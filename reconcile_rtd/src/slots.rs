// Copyright 2026 the Reconcile Authors
// SPDX-License-Identifier: Apache-2.0 OR MIT

//! Slot descriptors, the host registry seam, and window-to-slot resolution.
//!
//! ## Overview
//!
//! Slot descriptors are owned by the host ad-serving SDK; this module reads
//! their identity fields and writes targeting entries, nothing more. The
//! [`SlotRegistry`] trait is the seam to the host's live slot list, with
//! [`HostSlots`] as the Vec-backed stand-in used by tests and demos.
//!
//! ## Resolution
//!
//! [`resolve_slot_by_window`] matches an iframe window back to the slot
//! whose rendered element contains it, comparing content windows by handle
//! identity only. URLs and frame names are attacker-controllable and are
//! never consulted.

use std::collections::BTreeMap;

use reconcile_frames::types::WindowGraph;

/// One registered ad placement, as seen through the host SDK.
///
/// The targeting map is the only field this crate mutates; it is keyed the
/// way ad servers key targeting (key to list of values).
#[derive(Clone, Debug)]
pub struct SlotDescriptor<E> {
    /// Ad-unit path, unique per registered slot.
    pub code: String,
    /// Identifier of the DOM element the slot renders into.
    pub div_id: String,
    /// Rendered DOM element, when the slot has one.
    pub element: Option<E>,
    targeting: BTreeMap<String, Vec<String>>,
}

impl<E> SlotDescriptor<E> {
    /// Describe a slot by its unit path, div id, and rendered element.
    pub fn new(code: impl Into<String>, div_id: impl Into<String>, element: Option<E>) -> Self {
        Self {
            code: code.into(),
            div_id: div_id.into(),
            element,
            targeting: BTreeMap::new(),
        }
    }

    /// Set a targeting key to a single value, replacing previous values.
    pub fn set_targeting(&mut self, key: impl Into<String>, value: impl Into<String>) {
        self.targeting.insert(key.into(), vec![value.into()]);
    }

    /// All values currently set for `key`.
    pub fn targeting(&self, key: &str) -> Option<&[String]> {
        self.targeting.get(key).map(Vec::as_slice)
    }

    /// First value set for `key`, the shape impression validation reads.
    pub fn targeting_value(&self, key: &str) -> Option<&str> {
        self.targeting
            .get(key)
            .and_then(|values| values.first())
            .map(String::as_str)
    }
}

/// Read/write view of the host SDK's currently registered slots.
///
/// The host owns descriptor lifecycle; implementations expose the live list
/// so the module can scan identities and stamp targeting entries.
pub trait SlotRegistry<E> {
    /// Currently registered slots, in registration order.
    fn slots(&self) -> &[SlotDescriptor<E>];

    /// Mutable view of the same list, for targeting writes.
    fn slots_mut(&mut self) -> &mut [SlotDescriptor<E>];
}

/// Vec-backed [`SlotRegistry`] standing in for the host SDK's slot list.
#[derive(Clone, Debug, Default)]
pub struct HostSlots<E> {
    slots: Vec<SlotDescriptor<E>>,
}

impl<E> HostSlots<E> {
    /// Create an empty registry.
    pub fn new() -> Self {
        Self { slots: Vec::new() }
    }

    /// Register a slot.
    pub fn push(&mut self, slot: SlotDescriptor<E>) {
        self.slots.push(slot);
    }
}

impl<E> SlotRegistry<E> for HostSlots<E> {
    fn slots(&self) -> &[SlotDescriptor<E>] {
        &self.slots
    }

    fn slots_mut(&mut self) -> &mut [SlotDescriptor<E>] {
        &mut self.slots
    }
}

/// Find the first slot whose rendered element contains an iframe whose
/// content window is `win`.
///
/// Enumeration order is registration order; a window matching two slots is
/// not expected and resolves to the first found. No match is a normal
/// outcome (`None`), not an error.
pub fn resolve_slot_by_window<'a, G: WindowGraph>(
    graph: &G,
    slots: &'a [SlotDescriptor<G::Element>],
    win: G::Window,
) -> Option<&'a SlotDescriptor<G::Element>> {
    slots.iter().find(|slot| {
        let Some(element) = slot.element else {
            return false;
        };
        graph
            .iframes_under(element)
            .into_iter()
            .any(|frame| graph.content_window_of(frame) == Some(win))
    })
}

━━━━━━━━━━━━━━━━

ASSIGNMENT :: Gather each line of the listing containing the word "Debug" and show it.

WRITTEN REPLY ::
#[derive(Clone, Debug)]
#[derive(Clone, Debug, Default)]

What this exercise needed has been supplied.